HSBC has become the latest global bank to underline the challenges of operating in Hong Kong’s strict Covid regime, highlighting potential difficulties in hiring and retaining staff.
Hong Kong’s persistent pursuit of its so-called «dynamic zero-Covid» policy – as opposed to the increasingly popular decision to live with the virus – continues to place pressure on the financial sector, this time for the city’s largest lender.
According to HSBC, the varying measures and restrictions in response to the pandemic have created different operational challenges, noting that the «diverging approaches to future pandemic waves could prolong or worsen supply chain and international travel disruptions».
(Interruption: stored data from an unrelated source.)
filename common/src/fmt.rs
//! 日志宏：`defmt` 特性走 defmt，`log` 特性走 log 门面，都未开启时编译为空。
#![allow(unused_macros)]

#[cfg(all(feature = "defmt", feature = "log"))]
compile_error!("You may not enable both `defmt` and `log` features.");

macro_rules! trace {
    ($s:literal $(, $x:expr)* $(,)?) => {
        {
            #[cfg(feature = "log")]
            ::log::trace!($s $(, $x)*);
            #[cfg(feature = "defmt")]
            ::defmt::trace!($s $(, $x)*);
            #[cfg(not(any(feature = "log", feature = "defmt")))]
            let _ = ($( & $x ),*);
        }
    };
}

macro_rules! debug {
    ($s:literal $(, $x:expr)* $(,)?) => {
        {
            #[cfg(feature = "log")]
            ::log::debug!($s $(, $x)*);
            #[cfg(feature = "defmt")]
            ::defmt::debug!($s $(, $x)*);
            #[cfg(not(any(feature = "log", feature = "defmt")))]
            let _ = ($( & $x ),*);
        }
    };
}

macro_rules! info {
    ($s:literal $(, $x:expr)* $(,)?) => {
        {
            #[cfg(feature = "log")]
            ::log::info!($s $(, $x)*);
            #[cfg(feature = "defmt")]
            ::defmt::info!($s $(, $x)*);
            #[cfg(not(any(feature = "log", feature = "defmt")))]
            let _ = ($( & $x ),*);
        }
    };
}

macro_rules! warn {
    ($s:literal $(, $x:expr)* $(,)?) => {
        {
            #[cfg(feature = "log")]
            ::log::warn!($s $(, $x)*);
            #[cfg(feature = "defmt")]
            ::defmt::warn!($s $(, $x)*);
            #[cfg(not(any(feature = "log", feature = "defmt")))]
            let _ = ($( & $x ),*);
        }
    };
}

macro_rules! error {
    ($s:literal $(, $x:expr)* $(,)?) => {
        {
            #[cfg(feature = "log")]
            ::log::error!($s $(, $x)*);
            #[cfg(feature = "defmt")]
            ::defmt::error!($s $(, $x)*);
            #[cfg(not(any(feature = "log", feature = "defmt")))]
            let _ = ($( & $x ),*);
        }
    };
}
«The evolving Covid-19 restrictions in Hong Kong, including travel, public gathering and social distancing restrictions, are impacting the Hong Kong economy, and may affect the ability to attract and retain staff,» the bank said.
Banker Exodus
HSBC is the latest to join a growing number of banks that have expressed hiring challenges or undergone staff relocation.
A handful of executives at J.P. Morgan, for example, have shifted away from Hong Kong mostly to the bank’s London office. Rival American lender Citi also relocated a number of its senior equities staff to Singapore.
«Hong Kong has always faced a problem of talent shortage in the financial industry, but the pandemic has worsened the situation,» said Standard Chartered Hong Kong chief executive Mary Huen Wai-yi last month.
«It is hard to recruit new talent to come, while international banks have also found it difficult to relocate their existing staff from other areas to Hong Kong.»